Prime Minister Naoto Kan has asked people to evacuate the area inhabited by 45,000 people around 6:30 Saturday morning (22:30 Friday night, Paris time) due to radioactivity 8 times above normal and a leak radioactivity outside the plant. According to Kyodo, the rate of radioactivity was much more alarming: 1000 times above normal in the control room of reactor No. 1. Worse: according to Japanese media, a second nuclear power plant - still in the area of ​​Fukushima - met Saturday morning cooling problems.

The Fukushima No. 1 plant is operated by Tokyo Electric Power Company (TEPCO) and party supplies the capital.
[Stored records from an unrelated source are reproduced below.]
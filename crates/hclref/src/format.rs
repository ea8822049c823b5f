//! JSON and YAML files
use serde::{de::DeserializeOwned, Serialize};
use std::{fmt, io, path::Path};

#[derive(Debug, Clone, Copy, Default, PartialEq, Eq)]
pub enum Format {
    Json,
    #[default]
    Yaml,
}

impl Format {
    /// Format by file extension: `.json`, `.yaml` or `.yml`
    pub fn from_path(path: &Path) -> Result<Self, FormatError> {
        match path.extension().and_then(|ext| ext.to_str()) {
            Some("json") => Ok(Format::Json),
            Some("yaml" | "yml") => Ok(Format::Yaml),
            _ => Err(FormatError::UnknownExtension(path.to_path_buf())),
        }
    }

    pub fn parse<T: DeserializeOwned>(self, content: &str) -> Result<T, FormatError> {
        Ok(match self {
            Format::Json => serde_json::from_str(content)?,
            Format::Yaml => serde_yaml::from_str(content)?,
        })
    }

    pub fn write<T, W>(self, writer: W, value: &T) -> Result<(), FormatError>
    where
        T: Serialize + ?Sized,
        W: io::Write,
    {
        match self {
            Format::Json => {
                let mut writer = writer;
                serde_json::to_writer_pretty(&mut writer, value)?;
                writeln!(writer)?;
            }
            Format::Yaml => serde_yaml::to_writer(writer, value)?,
        };

        Ok(())
    }
}

impl fmt::Display for Format {
    fn fmt(&self, f: &mut fmt::Formatter<'_>) -> fmt::Result {
        match self {
            Format::Json => f.write_str("json"),
            Format::Yaml => f.write_str("yaml"),
        }
    }
}

/// Read a file in the format its extension names
pub fn load<T: DeserializeOwned>(path: &Path) -> Result<T, FormatError> {
    let format = Format::from_path(path)?;
    tracing::info!(path = %path.display(), %format, "loading file");

    let content = std::fs::read_to_string(path)?;
    format.parse(&content)
}

#[derive(thiserror::Error, Debug)]
pub enum FormatError {
    #[error("unknown file type {0:?}, expected .json, .yaml or .yml")]
    UnknownExtension(std::path::PathBuf),
    #[error("IO error")]
    Io(#[from] io::Error),
    #[error("invalid json")]
    Json(#[from] serde_json::Error),
    #[error("invalid yaml")]
    Yaml(#[from] serde_yaml::Error),
}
According Banri Kaieda, the industry minister quoted by Japanese news agencies, a small nuclear leak could occur in the central prefecture of Fukushima, south of Sendai, hard hit by the earthquake on Friday . The authority is preparing to release of radioactive steam to let off pressure that has arisen in a reactor at the Fukushima No. 1 plant, Kyodo news agency said. Around this central six thousand people had already been ordered to evacuate an area of three kilometers radius. The evacuation perimeter has been widened further.

Cooling waters of that installation had dropped to an alarming level, but a truck equipped with the proper equipment to restore the situation had arrived on the scene, according to the Japanese agency Jiji. Forces troops for self-defense (the name of the Japanese army) wearing protective nuclear (CBN) had been dispatched to the scene to check the situation.

So far, the authorities indicated that there was no radioactive leakage in nuclear power plants during the hours that followed the strongest earthquakes. 

The state of emergency was declared nuclear Japan as a precaution. A total of eleven out of 55 reactors were automatically stopped, according to the Ministry of Industry. An outbreak of fire was also reported in a building housing a turbine in the nuclear Onagawa located in Miyagi Prefecture.

The plant's largest country, Kashiwazaki-Kariwa in Niigata prefecture of central, farthest from the epicenter, was still operating on it. About 4.4 million homes were without power in north-eastern Japan.